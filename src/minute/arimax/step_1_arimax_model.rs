// External crates
use nalgebra::{DMatrix, DVector};
use ndarray::{concatenate, s, Array2, ArrayView2, Axis};
use serde::{Deserialize, Serialize};
use std::fmt;

// Internal imports
use crate::constants::{ARIMAX_D_VALUES, ARIMAX_P_VALUES};
use crate::error::{ForecastError, Result};
use crate::util::regression::{companion_spectral_radius, least_squares};

/// Longest autoregression used to approximate innovations for MA terms
const MAX_LONG_AR_ORDER: usize = 10;

/// First target row every grid order can score, `max p + max d`.
///
/// Scoring all orders from the same row keeps their RMSEs comparable.
pub fn common_score_start() -> usize {
    ARIMAX_P_VALUES.iter().copied().max().unwrap_or(0) + ARIMAX_D_VALUES.iter().copied().max().unwrap_or(0)
}

/// ARIMA order `(p, d, q)`
#[derive(Debug, Clone, Copy, PartialEq, Eq, Hash, Serialize, Deserialize)]
pub struct ArimaxOrder {
    pub p: usize,
    pub d: usize,
    pub q: usize,
}

impl ArimaxOrder {
    pub fn new(p: usize, d: usize, q: usize) -> Self {
        Self { p, d, q }
    }
}

impl fmt::Display for ArimaxOrder {
    fn fmt(&self, f: &mut fmt::Formatter<'_>) -> fmt::Result {
        write!(f, "ARIMAX({},{},{})", self.p, self.d, self.q)
    }
}

/// Fitted ARIMAX model on the `d`-times differenced target:
///
/// `y'_t = c + Σ φ_i y'_{t-i} + Σ θ_j e_{t-j} + β·x'_t + e_t`
///
/// The exogenous regressors are differenced alongside the target. The model
/// keeps just enough of the training tail to continue the recursion forward.
#[derive(Debug, Clone, PartialEq, Serialize, Deserialize)]
pub struct ArimaxModel {
    pub order: ArimaxOrder,
    pub intercept: f64,
    pub ar_coeffs: Vec<f64>,
    pub ma_coeffs: Vec<f64>,
    pub exog_coeffs: Vec<f64>,
    pub sigma2: f64,
    pub aic: f64,
    /// In-sample one-step RMSE on the training target from [`common_score_start`]
    pub train_rmse: f64,
    /// Last `p` values of the differenced training target
    diff_tail: Vec<f64>,
    /// Last `q` in-sample residuals
    residual_tail: Vec<f64>,
    /// Last value of the target differenced `k` times, for `k` in `0..d`
    integration_tail: Vec<f64>,
    /// Last `d` exogenous rows of the training partition, row-major
    exog_tail: Vec<Vec<f64>>,
}

/// Difference a series `d` times
pub fn difference(data: &[f64], d: usize) -> Vec<f64> {
    let mut result = data.to_vec();
    for _ in 0..d {
        if result.len() < 2 {
            return vec![];
        }
        result = result.windows(2).map(|w| w[1] - w[0]).collect();
    }
    result
}

/// Difference every column of a row-major matrix `d` times
fn difference_rows(rows: ArrayView2<'_, f64>, d: usize) -> Array2<f64> {
    let mut result = rows.to_owned();
    for _ in 0..d {
        if result.nrows() < 2 {
            return Array2::zeros((0, result.ncols()));
        }
        result = &result.slice(s![1.., ..]) - &result.slice(s![..-1, ..]);
    }
    result
}

/// Regress `y[t]` on `[1, y[t-1..=t-p], e[t-1..=t-q], x[t]]` for `t` in `start..n`
fn regress(
    y: &[f64],
    innovations: &[f64],
    exog: &Array2<f64>,
    p: usize,
    q: usize,
    start: usize,
) -> std::result::Result<DVector<f64>, String> {
    let n = y.len();
    let k = exog.ncols();
    let cols = 1 + p + q + k;
    if n <= start || n - start <= cols {
        return Err(format!(
            "{} usable observations for {} coefficients",
            n.saturating_sub(start),
            cols
        ));
    }
    let rows = n - start;
    let x = DMatrix::from_fn(rows, cols, |r, c| {
        let t = start + r;
        if c == 0 {
            1.0
        } else if c <= p {
            y[t - c]
        } else if c <= p + q {
            innovations[t - (c - p)]
        } else {
            exog[[t, c - 1 - p - q]]
        }
    });
    let target = DVector::from_fn(rows, |r, _| y[start + r]);
    least_squares(&x, &target)
}

impl ArimaxModel {
    /// Fit by conditional least squares (Hannan–Rissanen when `q > 0`).
    ///
    /// `exog` holds one row per target value. Failures are returned as
    /// `FitFailure` so a grid search can skip the order.
    pub fn fit(target: &[f64], exog: ArrayView2<'_, f64>, order: ArimaxOrder) -> Result<Self> {
        let fail = |reason: String| ForecastError::fit_failure(order, reason);
        let ArimaxOrder { p, d, q } = order;

        if exog.nrows() != target.len() {
            return Err(fail(format!(
                "{} exogenous rows for {} targets",
                exog.nrows(),
                target.len()
            )));
        }

        let yd = difference(target, d);
        let xd = difference_rows(exog, d);
        let m = yd.len();
        if m == 0 {
            return Err(fail(format!("{} observations cannot be differenced {} times", target.len(), d)));
        }
        let k = xd.ncols();
        let long_order = (p + q).max((m / 4).min(MAX_LONG_AR_ORDER)).max(1);

        // Innovations for the MA regressors
        let innovations = if q == 0 {
            vec![0.0; m]
        } else {
            let beta = regress(&yd, &vec![0.0; m], &xd, long_order, 0, long_order).map_err(fail)?;
            let mut e = vec![0.0; m];
            for t in long_order..m {
                let mut fitted = beta[0];
                for i in 1..=long_order {
                    fitted += beta[i] * yd[t - i];
                }
                for j in 0..k {
                    fitted += beta[1 + long_order + j] * xd[[t, j]];
                }
                e[t] = yd[t] - fitted;
            }
            e
        };

        let start = if q == 0 { p } else { p.max(long_order + q) };
        let beta = regress(&yd, &innovations, &xd, p, q, start).map_err(fail)?;

        let intercept = beta[0];
        let ar_coeffs: Vec<f64> = (1..=p).map(|i| beta[i]).collect();
        let ma_coeffs: Vec<f64> = (1..=q).map(|j| beta[p + j]).collect();
        let exog_coeffs: Vec<f64> = (0..k).map(|j| beta[1 + p + q + j]).collect();

        if companion_spectral_radius(&ar_coeffs) >= 1.0 {
            return Err(fail("non-stationary autoregressive part".to_string()));
        }
        let ma_recursion: Vec<f64> = ma_coeffs.iter().map(|t| -t).collect();
        if companion_spectral_radius(&ma_recursion) >= 1.0 {
            return Err(fail("non-invertible moving-average part".to_string()));
        }

        // Recursive one-step residuals over the whole differenced series
        let mut residuals = vec![0.0; m];
        for t in p..m {
            let mut fitted = intercept;
            for (i, phi) in ar_coeffs.iter().enumerate() {
                fitted += phi * yd[t - 1 - i];
            }
            for (j, theta) in ma_coeffs.iter().enumerate() {
                if t > j {
                    fitted += theta * residuals[t - 1 - j];
                }
            }
            for (j, b) in exog_coeffs.iter().enumerate() {
                fitted += b * xd[[t, j]];
            }
            residuals[t] = yd[t] - fitted;
        }

        let scored = &residuals[p..];
        if scored.is_empty() || scored.iter().any(|e| !e.is_finite()) {
            return Err(fail("residuals are not finite".to_string()));
        }
        let n_obs = scored.len() as f64;
        let sigma2 = scored.iter().map(|e| e * e).sum::<f64>() / n_obs;
        let log_likelihood =
            -0.5 * n_obs * (1.0 + (2.0 * std::f64::consts::PI * sigma2.max(f64::MIN_POSITIVE)).ln());
        let n_params = (1 + p + q + k) as f64;

        // Differenced index t is target row t + d, and one-step errors on the
        // differenced scale equal those on the level scale
        let window_start = common_score_start().max(p + d) - d;
        let window = &residuals[window_start.min(m)..];
        if window.is_empty() {
            return Err(fail(format!(
                "{} observations leave no rows to score from row {}",
                target.len(),
                window_start + d
            )));
        }
        let train_rmse = (window.iter().map(|e| e * e).sum::<f64>() / window.len() as f64).sqrt();

        let integration_tail: Vec<f64> = (0..d)
            .map(|level| *difference(target, level).last().unwrap_or(&0.0))
            .collect();
        let exog_tail: Vec<Vec<f64>> = (exog.nrows().saturating_sub(d)..exog.nrows())
            .map(|i| exog.row(i).to_vec())
            .collect();

        Ok(Self {
            order,
            intercept,
            ar_coeffs,
            ma_coeffs,
            exog_coeffs,
            sigma2,
            aic: -2.0 * log_likelihood + 2.0 * n_params,
            train_rmse,
            diff_tail: yd[m.saturating_sub(p)..].to_vec(),
            residual_tail: residuals[m.saturating_sub(q)..].to_vec(),
            integration_tail,
            exog_tail,
        })
    }

    pub fn n_exog(&self) -> usize {
        self.exog_coeffs.len()
    }

    /// Dynamic multi-step forecast, one value per row of `future_exog`.
    ///
    /// Autoregressive terms consume the model's own forecasts and future
    /// innovations are taken as zero; only the exogenous values are known.
    pub fn forecast(&self, future_exog: ArrayView2<'_, f64>) -> Result<Vec<f64>> {
        if future_exog.ncols() != self.n_exog() {
            return Err(ForecastError::InvalidArgument(format!(
                "{} expects {} exogenous columns, got {}",
                self.order,
                self.n_exog(),
                future_exog.ncols()
            )));
        }
        let steps = future_exog.nrows();
        if steps == 0 {
            return Ok(vec![]);
        }

        let d = self.order.d;
        let future_diff = if d == 0 {
            future_exog.to_owned()
        } else {
            let tail_rows: Vec<f64> = self.exog_tail.iter().flatten().copied().collect();
            let tail = Array2::from_shape_vec((self.exog_tail.len(), self.n_exog()), tail_rows)
                .map_err(|e| ForecastError::InvalidArgument(e.to_string()))?;
            let stacked = concatenate(Axis(0), &[tail.view(), future_exog.reborrow()])
                .map_err(|e| ForecastError::InvalidArgument(e.to_string()))?;
            difference_rows(stacked.view(), d)
        };

        let mut history = self.diff_tail.clone();
        let mut innovations = self.residual_tail.clone();
        let mut levels = self.integration_tail.clone();
        let mut forecasts = Vec::with_capacity(steps);

        for h in 0..steps {
            let mut value = self.intercept;
            for (i, phi) in self.ar_coeffs.iter().enumerate() {
                if let Some(past) = history.len().checked_sub(1 + i).map(|idx| history[idx]) {
                    value += phi * past;
                }
            }
            for (j, theta) in self.ma_coeffs.iter().enumerate() {
                if let Some(past) = innovations.len().checked_sub(1 + j).map(|idx| innovations[idx]) {
                    value += theta * past;
                }
            }
            for (j, b) in self.exog_coeffs.iter().enumerate() {
                value += b * future_diff[[h, j]];
            }
            history.push(value);
            innovations.push(0.0);

            // Undo the differencing, innermost level first
            let mut level_value = value;
            for level in (0..d).rev() {
                level_value += levels[level];
                levels[level] = level_value;
            }
            forecasts.push(level_value);
        }

        Ok(forecasts)
    }
}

__________________________________________________

_EXERCISE BRIEF_.
Looking at the entries above, can you reproduce exactly the lines from the one that holds "difference_rows(stacked.view(), d)" through the one that holds "innovations.push(0.0);", and only those?

_TASK RESPONSE_.
            difference_rows(stacked.view(), d)
        };

        let mut history = self.diff_tail.clone();
        let mut innovations = self.residual_tail.clone();
        let mut levels = self.integration_tail.clone();
        let mut forecasts = Vec::with_capacity(steps);

        for h in 0..steps {
            let mut value = self.intercept;
            for (i, phi) in self.ar_coeffs.iter().enumerate() {
                if let Some(past) = history.len().checked_sub(1 + i).map(|idx| history[idx]) {
                    value += phi * past;
                }
            }
            for (j, theta) in self.ma_coeffs.iter().enumerate() {
                if let Some(past) = innovations.len().checked_sub(1 + j).map(|idx| innovations[idx]) {
                    value += theta * past;
                }
            }
            for (j, b) in self.exog_coeffs.iter().enumerate() {
                value += b * future_diff[[h, j]];
            }
            history.push(value);
            innovations.push(0.0);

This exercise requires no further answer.